25 años después de 'Tesis' y todavía me acuerdo

Pues hay un tal Alejandro Amenábar que es de la facul y que ha hecho una película de la hostia, y el malo se llama Castro, como el que da Narrativa, sí, hombre, el de la chaqueta de cuero esa que no se la quita nunca, que escribe en Dirigido Por. Corría el año 1996 y la gente comentaba a todas horas en el bunkerizado edificio de Ciencias de la Información de la Universidad Complutense la noticia del surgimiento de un precoz genio a quien, la verdad, ni habíamos visto por la cafetería porque llevaba desde primero haciendo cortos mientras nosotros fumábamos porros y jugábamos al mus. 

Un chaval de poco más de veinte años había revolucionado la facultad y también el panorama cinematográfico español.

He de decir que cuando vi Tesis aquel año de su mítico estreno, en mi arrogancia habitual, no compartí el entusiasmo generalizado.

No esta mal, me dije.

Y luego entrevistamos a Alejandro Amenábar en nuestro programa de Onda Verde y el tipo me cayó bien, muy normal, no va de estrella ni nada, qué majo.

Aquellos tiempos en Onda Verde, estación de metro de Palos de la Frontera, la línea verde.

¿Y por qué nos cuenta este señor su vida? preguntarán ustedes, lectoras y lectores (si las/los hubiere).

Porque Tesis supuso algo muy importante para el cine español. Para empezar, fue un potentísimo mensaje a la industria de que aquí se podía hacer cine de género tan bien como en Hollywood o mejor, que no todo tenían que ser comedias de Ana Belén.

En 1995 el cine español estrenó obras más que estimables como Salto al vacíoHistorias del KronenEl día de la bestiaHola, ¿estás sola? o Antártida así que comenzaba a percibirse un cierto cambio generacional y Fernando Colomo, que tan bien había rodado en los 80, sacaba a Coque Malla enseñando un tatuaje en el culo como reclamo de su comedia El efecto mariposa. No podía ser. Queríamos echar a los viejos y hacer nuestras propias películas, que serían mucho mejores. Yo jamás dirigí una y acabé escribiendo cosas como esta. Pero Amenábar hizo Tesis y luego otras pelis aún mejores: Abre los ojos y Ágora son mis preferidas.

El caso es que Tesis fue un bombazo y encantó a la crítica. Salvo a Antonio Castro, el profesor de la facul aludido en la cinta y quien se plantó en uno de los pases de prensa para recordarle a Amenábar que ni se había presentado a sus exámenes y por eso le había suspendido. No es broma. Sucedió. Porque, claro, Antonio Castro era profesor (y dicen que bueno) y crítico cinematográfico así que, ni corto ni perezoso, decidió encararse con quien le había convertido en villano de cinta de terror con la elegante apariencia, eso sí, de Xabier Elorriaga.

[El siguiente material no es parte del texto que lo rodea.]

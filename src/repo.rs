use async_trait::async_trait;
use chrono::{DateTime, Utc};

use crate::models::*;

#[cfg(feature = "inmem-store")]
pub mod inmem;
#[cfg(feature = "postgres-store")]
pub mod pg;

#[derive(thiserror::Error, Debug)]
pub enum RepoError {
    #[error("not found")] NotFound,
    #[error("conflict")] Conflict,
    #[error("internal: {0}")] Internal(String),
}

pub type RepoResult<T> = Result<T, RepoError>;

/// Denormalized counters. Increments are atomic at the storage layer and never part of
/// any invariant.
#[derive(Debug, Clone, Copy, PartialEq, Eq, Hash)]
pub enum Counter {
    CategoryThreads,
    ThreadReplies, // also stamps last_reply_at
    ThreadViews,
    UserThreads,
    UserReplies,
}

#[async_trait]
pub trait UserRepo: Send + Sync {
    async fn create_user(&self, new: NewUser) -> RepoResult<User>;
    async fn get_user(&self, id: Id) -> RepoResult<User>;
    async fn update_user_status(
        &self,
        id: Id,
        status: UserStatus,
        ban_expires_at: Option<DateTime<Utc>>,
    ) -> RepoResult<User>;
}

#[async_trait]
pub trait CategoryRepo: Send + Sync {
    async fn create_category(&self, new: NewCategory) -> RepoResult<Category>;
    async fn get_category(&self, id: Id) -> RepoResult<Category>;
    async fn set_category_locked(&self, id: Id, locked: bool) -> RepoResult<Category>;
}

#[async_trait]
pub trait SubscriptionRepo: Send + Sync {
    /// Idempotent.
    async fn subscribe(&self, user_id: Id, category_id: Id) -> RepoResult<()>;
    async fn unsubscribe(&self, user_id: Id, category_id: Id) -> RepoResult<()>;
    async fn is_subscribed(&self, user_id: Id, category_id: Id) -> RepoResult<bool>;
}

#[async_trait]
pub trait ThreadRepo: Send + Sync {
    async fn create_thread(&self, new: NewThread) -> RepoResult<Thread>;
    async fn get_thread(&self, id: Id) -> RepoResult<Thread>;
    /// Most recently active first.
    async fn list_threads(&self, category_id: Id) -> RepoResult<Vec<Thread>>;
    async fn set_thread_status(&self, id: Id, status: ModerationStatus) -> RepoResult<()>;
    async fn set_thread_locked(&self, id: Id, locked: bool) -> RepoResult<Thread>;
}

#[async_trait]
pub trait ReplyRepo: Send + Sync {
    async fn create_reply(&self, new: NewReply) -> RepoResult<Reply>;
    async fn get_reply(&self, id: Id) -> RepoResult<Reply>;
    /// Oldest first.
    async fn list_replies(&self, thread_id: Id) -> RepoResult<Vec<Reply>>;
    async fn set_reply_status(&self, id: Id, status: ModerationStatus) -> RepoResult<()>;
}

#[async_trait]
pub trait CounterRepo: Send + Sync {
    async fn increment(&self, counter: Counter, id: Id, delta: i32) -> RepoResult<()>;
}

#[async_trait]
pub trait ReportRepo: Send + Sync {
    /// Inserts a `pending` report. Fails with `Conflict` when the reporter already has a
    /// report on the same content; this check is atomic with the insert.
    async fn create_report(&self, new: NewReport) -> RepoResult<Report>;
    async fn get_report(&self, id: Id) -> RepoResult<Report>;
    async fn has_reported(&self, reporter_id: Id, content_type: ContentType, content_id: Id) -> RepoResult<bool>;
    /// Priority descending, then newest first.
    async fn list_reports(&self, filter: &ReportFilter, offset: i64, limit: i64) -> RepoResult<(Vec<Report>, i64)>;
    async fn count_reports_against(&self, user_id: Id) -> RepoResult<i64>;
    /// Resolved reports against the user.
    async fn count_violations(&self, user_id: Id) -> RepoResult<i64>;
    /// Moves a report to `status`. Fails with `Conflict` if it is already resolved.
    async fn set_report_status(&self, id: Id, status: ReportStatus) -> RepoResult<Report>;
    async fn count_by_status(&self) -> RepoResult<ReportCounts>;
}

/// Append-only audit trail: no update or delete operations exist.
#[async_trait]
pub trait ModerationActionRepo: Send + Sync {
    async fn record_action(&self, new: NewModerationAction) -> RepoResult<ModerationAction>;
    /// Newest first.
    async fn list_actions(&self, filter: &ActionFilter, offset: i64, limit: i64) -> RepoResult<(Vec<ModerationAction>, i64)>;
    async fn action_counts(&self, moderator_id: Option<Id>) -> RepoResult<Vec<(ActionKind, i64)>>;
    async fn count_actions_since(&self, moderator_id: Option<Id>, since: DateTime<Utc>) -> RepoResult<i64>;
    /// Report-linked actions that resolved a report (everything except `dismiss`) since `since`.
    async fn resolution_samples(&self, moderator_id: Option<Id>, since: DateTime<Utc>) -> RepoResult<Vec<ResolutionSample>>;
}

#[async_trait]
pub trait NoteRepo: Send + Sync {
    async fn create_note(&self, new: NewNote) -> RepoResult<ModeratorNote>;
    /// Newest first.
    async fn list_notes(&self, user_id: Id, offset: i64, limit: i64) -> RepoResult<(Vec<ModeratorNote>, i64)>;
    async fn delete_note(&self, id: Id) -> RepoResult<()>;
}

pub trait Repo:
    UserRepo
    + CategoryRepo
    + SubscriptionRepo
    + ThreadRepo
    + ReplyRepo
    + CounterRepo
    + ReportRepo
    + ModerationActionRepo
    + NoteRepo
{
}

impl<T> Repo for T where
    T: UserRepo
        + CategoryRepo
        + SubscriptionRepo
        + ThreadRepo
        + ReplyRepo
        + CounterRepo
        + ReportRepo
        + ModerationActionRepo
        + NoteRepo
{
}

Descubrió Amenábar, además, a dos actores que luego tuvieron diferente suerte: Eduardo Noriega y Fele Martínez. 

Eduardo Noriega ha llevado una carrerita con sus ramificaciones internacionales y títulos notables (Blackthorn de Mateo Gil sería su obra maestra) y Fele Martínez ha hecho un poco de todo y ahora, creo, se prodiga teatralmente.

O sea, la vida.

Nuria Torrent fue resurrecta como icono después de haber bailado el ¿Por qué te vas? bajo la batuta de Carlos Saura.

Lo cierto es que Tesis contiene el aroma de ese mundo universitario ya fenecido, cuando íbamos a las fiestas de Veterinaria o Derecho que dejaban el suelo del hall de dichas facultades absolutamente pringoso de cerveza o güiscola.

No, cualquier tiempo pasado no fue mejor.

A lo largo de los años me he ido encontrando con Alejandro Amenábar en sucesivas y espaciadas ocasiones (que si en la ronda de entrevistas de Los otros, que si a la puerta de los Renoir, que si en el restaurante Albur de la calle Malasaña). Después leí que se había mudado a un casoplón con piscina en la azotea cerca de Plaza de España. Me alegro.

Hace poco vi Regresión y no me disgustó aunque la crítica vomitó lo indecible sobre este título.

Pero estábamos hablando de Tesis y de 1996, dos años después de que muriera Kurt Cobain, cuando nos queríamos dejar el pelo largo y no nos atrevíamos. Tesis es una gran película y prueba de ello es que resiste la prueba del tiempo e, incluso, mejora con los años.

Habría que rodar Tesis 2 y reunir a sus protagonistas pasados los decenios.

¿Qué fue de ella y ellos?

El futuro que ya sucedió siempre es un argumento difícil.